The percentage of outstanding ordinary shares of the Company which may be deemed to be beneficially owned by each of Accor and AAPC is set forth on Line 13 of their respective cover sheets. Such percentage was calculated based on based on 294,316,146 ordinary shares (including ordinary shares represented by ADSs) disclosed as outstanding as of March 31, 2019 by the Company’s annual report onForm 20-F for the fiscal year ended December 31, 2018 filed on April 19, 2019 (the “Annual Report”).
Accor and AAPC (the “Reporting Persons”) and Qi Ji may be deemed a “group” for purposes of Section 13(d)(3) of the Exchange Act andRule 13d-5 thereunder. According to the Annual Report, Qi Ji beneficially owns 100,334,185 ordinary shares. If the Reporting Persons and Qi Ji are deemed a “group,” then such “group” would beneficially own 115,877,352 ordinary shares, which would represent 39.4% of the Company’s outstanding ordinary shares (based on 294,316,146 ordinary shares outstanding as of March 31, 2019 as reported in the Annual Report). The Reporting Persons disclaim that they are part of a “group” with Qi Ji and disclaim the 100,334,185 ordinary shares reported as beneficially owned by Qi Ji.
Item 6. | Contracts, Arrangements, Undertakings or Relationships with Respect to Securities of the Issuer. |
Item 6 is hereby amended and supplemented by adding the following:
Stock Purchase Agreement
On December 4, 2019, AAPC Hong Kong Limited (the “Shareholder”), a shareholder of the Company, entered into a Stock Purchase Agreement with Gaoling Fund, L.P (the “Purchaser”) whereby the Purchaser agreed to purchase 14,332,376 ordinary shares from the Shareholder in a private sale for an aggregate purchase price of $451,469,844, or $31.50 per share (the “Private Sale”). The Private Sale is expected to close on December 9, 2019, or such later date as may be mutually agreed to by the Shareholder and the Purchaser. The shares sold in the Private Sale were offered and sold in reliance upon an exemption from registration under Regulation S promulgated under the Securities Act of 1933, as amended.

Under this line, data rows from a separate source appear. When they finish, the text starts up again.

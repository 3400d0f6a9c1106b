// Batch sequencer - one URL at a time, failures stay with their item

use std::path::PathBuf;
use std::time::Duration;
use tracing::{error, info, warn};

use super::args::ArgumentBuilder;
use super::errors::DownloadError;
use super::options::ResolvedOptions;
use super::title::sanitize_file_name;
use super::traits::{DownloadObserver, ProcessInvoker, TitleResolver};

/// Terminal state of one batch item
#[derive(Debug)]
pub enum ItemOutcome {
    /// yt-dlp finished successfully; holds the base file name used
    Downloaded(String),
    /// Title could not be resolved; item skipped
    TitleFailed(Option<DownloadError>),
    /// yt-dlp failed or could not start
    DownloadFailed(DownloadError),
}

/// Per-run totals. `attempted` always equals the number of input URLs.
#[derive(Debug, Default, Clone, Copy, PartialEq, Eq)]
pub struct BatchSummary {
    pub attempted: usize,
    pub downloaded: usize,
    pub skipped: usize,
    pub failed: usize,
}

impl BatchSummary {
    fn record(&mut self, outcome: &ItemOutcome) {
        self.attempted += 1;
        match outcome {
            ItemOutcome::Downloaded(_) => self.downloaded += 1,
            ItemOutcome::TitleFailed(_) => self.skipped += 1,
            ItemOutcome::DownloadFailed(_) => self.failed += 1,
        }
    }
}

pub struct BatchSequencer {
    ytdlp_path: PathBuf,
    titles: Box<dyn TitleResolver>,
    invoker: Box<dyn ProcessInvoker>,
    observers: Vec<Box<dyn DownloadObserver>>,
    pause_between: Duration,
}

impl BatchSequencer {
    pub fn new(
        ytdlp_path: PathBuf,
        titles: Box<dyn TitleResolver>,
        invoker: Box<dyn ProcessInvoker>,
    ) -> Self {
        Self {
            ytdlp_path,
            titles,
            invoker,
            observers: Vec::new(),
            pause_between: Duration::ZERO,
        }
    }

    pub fn add_observer(&mut self, observer: Box<dyn DownloadObserver>) {
        self.observers.push(observer);
    }

    pub fn with_pause(mut self, pause: Duration) -> Self {
        self.pause_between = pause;
        self
    }

    /// Process every URL in order. Never returns early.
    pub async fn run(&self, urls: &[String], options: &ResolvedOptions) -> BatchSummary {
        let total = urls.len();
        let mut summary = BatchSummary::default();
        info!(target: "batch", "Found {} item(s) to download ({})", total, options.summary());

        for (idx, url) in urls.iter().enumerate() {
            info!(target: "batch", "Processing {}/{}: {}", idx + 1, total, url);

            let outcome = self.process_item(url, options).await;
            match &outcome {
                ItemOutcome::Downloaded(name) => {
                    info!(target: "batch", "Downloaded {}/{}: {}", idx + 1, total, name)
                }
                ItemOutcome::TitleFailed(Some(e)) => {
                    warn!(target: "batch", "Skipping {}: failed to get title: {}", url, e)
                }
                ItemOutcome::TitleFailed(None) => {
                    warn!(target: "batch", "Skipping {}: empty title", url)
                }
                ItemOutcome::DownloadFailed(e) => {
                    error!(target: "batch", "Download failed for {}: {}", url, e)
                }
            }
            summary.record(&outcome);

            if idx + 1 < total && !self.pause_between.is_zero() {
                info!(
                    target: "batch",
                    "Pause {}s before next item...",
                    self.pause_between.as_secs()
                );
                tokio::time::sleep(self.pause_between).await;
            }
        }

        info!(
            target: "batch",
            "Batch completed! Processed: {} (downloaded {}, skipped {}, failed {})",
            summary.attempted, summary.downloaded, summary.skipped, summary.failed
        );
        for observer in &self.observers {
            observer.on_batch_finished(summary.attempted);
        }
        summary
    }

    /// Pending -> TitleResolved | TitleFailed -> Downloaded | DownloadFailed
    pub async fn process_item(&self, url: &str, options: &ResolvedOptions) -> ItemOutcome {
        let raw_title = match self.titles.resolve_title(url).await {
            Ok(title) if !title.trim().is_empty() => title,
            Ok(_) => return ItemOutcome::TitleFailed(None),
            Err(e) => return ItemOutcome::TitleFailed(Some(e)),
        };
        let base_name = sanitize_file_name(&raw_title);

        let request = options.request_for(url, &base_name);
        let args = ArgumentBuilder::build(&request);
        info!(
            target: "batch",
            "Output file: {} -> {}",
            request.expected_file_name(),
            request.destination_folder().display()
        );

        match self.invoker.invoke(&self.ytdlp_path, &args).await.into_result() {
            Ok(()) => {
                for observer in &self.observers {
                    observer.on_downloaded(&request);
                }
                ItemOutcome::Downloaded(base_name)
            }
            Err(e) => ItemOutcome::DownloadFailed(e),
        }
    }
}

#[cfg(test)]
mod tests {
    use super::*;
    use crate::downloader::models::{ContentKind, DownloadRequest, InvocationResult};
    use crate::downloader::options::{OptionResolver, UserSelection};
    use async_trait::async_trait;
    use std::path::Path;
    use std::sync::{Arc, Mutex};

    /// Title = last path segment; "" and "err" URLs fail
    struct FakeTitles;

    #[async_trait]
    impl TitleResolver for FakeTitles {
        async fn resolve_title(&self, url: &str) -> Result<String, DownloadError> {
            let tail = url.rsplit('/').next().unwrap_or_default();
            match tail {
                "err" => Err(DownloadError::TitleUnavailable(url.to_string())),
                "empty" => Ok("   ".to_string()),
                other => Ok(format!("Title {}", other)),
            }
        }
    }

    struct RecordingInvoker {
        calls: Arc<Mutex<Vec<Vec<String>>>>,
        fail: bool,
    }

    #[async_trait]
    impl ProcessInvoker for RecordingInvoker {
        fn name(&self) -> &'static str {
            "recording"
        }

        async fn invoke(&self, _executable: &Path, args: &[String]) -> InvocationResult {
            self.calls.lock().unwrap().push(args.to_vec());
            if self.fail {
                InvocationResult::failure(DownloadError::ExecutionError("boom".to_string()))
            } else {
                InvocationResult::success()
            }
        }
    }

    struct CountingObserver {
        downloaded: Arc<Mutex<Vec<String>>>,
        finished: Arc<Mutex<Option<usize>>>,
    }

    impl DownloadObserver for CountingObserver {
        fn on_downloaded(&self, request: &DownloadRequest) {
            self.downloaded
                .lock()
                .unwrap()
                .push(request.output_base_name().to_string());
        }

        fn on_batch_finished(&self, attempted: usize) {
            *self.finished.lock().unwrap() = Some(attempted);
        }
    }

    fn options() -> ResolvedOptions {
        OptionResolver::resolve(&UserSelection {
            content_kind: ContentKind::Video,
            destination_folder: PathBuf::from("out"),
            ..Default::default()
        })
    }

    fn sequencer(fail: bool) -> (BatchSequencer, Arc<Mutex<Vec<Vec<String>>>>) {
        let calls = Arc::new(Mutex::new(Vec::new()));
        let invoker = RecordingInvoker {
            calls: Arc::clone(&calls),
            fail,
        };
        let seq = BatchSequencer::new(
            PathBuf::from("bin/yt-dlp"),
            Box::new(FakeTitles),
            Box::new(invoker),
        );
        (seq, calls)
    }

    fn urls(items: &[&str]) -> Vec<String> {
        items.iter().map(|s| s.to_string()).collect()
    }

    #[tokio::test]
    async fn test_all_failures_still_attempt_every_item() {
        let (seq, calls) = sequencer(true);
        let input = urls(&["https://youtu.be/a", "https://youtu.be/b", "https://youtu.be/c"]);

        let summary = seq.run(&input, &options()).await;

        assert_eq!(summary.attempted, 3);
        assert_eq!(summary.failed, 3);
        assert_eq!(summary.downloaded, 0);
        assert_eq!(calls.lock().unwrap().len(), 3);
    }

    #[tokio::test]
    async fn test_items_processed_in_order() {
        let (seq, calls) = sequencer(false);
        let input = crate::downloader::links::parse_links(
            "https://youtu.be/a\n\n# comment\nhttps://youtu.be/b\n",
        );

        let summary = seq.run(&input, &options()).await;

        assert_eq!(summary.attempted, 2);
        assert_eq!(summary.downloaded, 2);
        let calls = calls.lock().unwrap();
        let last_args: Vec<&str> = calls.iter().map(|c| c.last().unwrap().as_str()).collect();
        assert_eq!(last_args, ["https://youtu.be/a", "https://youtu.be/b"]);
    }

    #[tokio::test]
    async fn test_title_failures_skip_without_invoking() {
        let (seq, calls) = sequencer(false);
        let input = urls(&[
            "https://youtu.be/err",
            "https://youtu.be/empty",
            "https://youtu.be/ok",
        ]);

        let summary = seq.run(&input, &options()).await;

        assert_eq!(
            summary,
            BatchSummary {
                attempted: 3,
                downloaded: 1,
                skipped: 2,
                failed: 0
            }
        );
        assert_eq!(calls.lock().unwrap().len(), 1);
    }

    #[tokio::test]
    async fn test_sanitized_title_names_output() {
        let (seq, calls) = sequencer(false);
        let outcome = seq.process_item("https://youtu.be/x:y", &options()).await;

        assert!(matches!(outcome, ItemOutcome::Downloaded(ref name) if name == "Title x_y"));
        let calls = calls.lock().unwrap();
        let out_idx = calls[0].iter().position(|a| a == "-o").unwrap();
        assert!(calls[0][out_idx + 1].ends_with("Title x_y.%(ext)s"));
    }

    #[tokio::test]
    async fn test_observers_only_see_successes() {
        let (mut seq, _calls) = sequencer(true);
        let downloaded = Arc::new(Mutex::new(Vec::new()));
        let finished = Arc::new(Mutex::new(None));
        seq.add_observer(Box::new(CountingObserver {
            downloaded: Arc::clone(&downloaded),
            finished: Arc::clone(&finished),
        }));

        seq.run(&urls(&["https://youtu.be/a", "https://youtu.be/b"]), &options())
            .await;

        assert!(downloaded.lock().unwrap().is_empty());
        assert_eq!(*finished.lock().unwrap(), Some(2));
    }

    #[tokio::test]
    async fn test_empty_batch_completes() {
        let (seq, calls) = sequencer(false);
        let summary = seq.run(&[], &options()).await;
        assert_eq!(summary, BatchSummary::default());
        assert!(calls.lock().unwrap().is_empty());
    }
}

The foregoing description of the Stock Purchase Agreement is qualified in its entirety by reference to the full text of the Stock Purchase Agreement, which is filed asExhibit A hereto and incorporated herein by reference.
Arrangement Regarding Voting and ROFR
On December 4, 2019, the Shareholder, Qi Ji and the Company agreed that (i) the Company shall cause to be appointed, and (ii) Qi Ji will vote and take all necessary corporate actions to vote in favor of appointing, the appointee nominated by the Shareholder to the Company’s board of directors, for so long as the Shareholder and its affiliates own ordinary shares and ADSs representing in the aggregate at least 5% of the outstanding share capital of the Company, all subject to certain termination events described in the Deed of Voting and ROFR, dated as of January 25, 2016 (the “Deed of Voting and ROFR”), between the Shareholder, the Company, Qi Ji, Winner Crown Holdings Limited, Sherman Holdings Limited, Seletar Limited, Serangoon Limited and Credit Suisse Trust Limited. In addition, as part of the arrangement, the Shareholder agreed to amend the Deed of Voting and ROFR to terminate the right of first refusal set forth in the Deed of Voting and ROFR, which grants the Shareholder a right of first refusal to purchase any or all of the offered securities in the event any of Qi Ji, Winner Crown Holdings Limited, Sherman Holdings Limited, Seletar Limited, Serangoon Limited and Credit Suisse Trust Limited enters into an understanding to transfer such securities or rights in such securities.
Item 7. | Material to be Filed as Exhibits. |
Item 7 is hereby amended and supplemented by adding the following:
Exhibit A — Stock Purchase Agreement, dated as of December 4, 2019, between AAPC Hong Kong Limited and Gaoling Fund, L.P.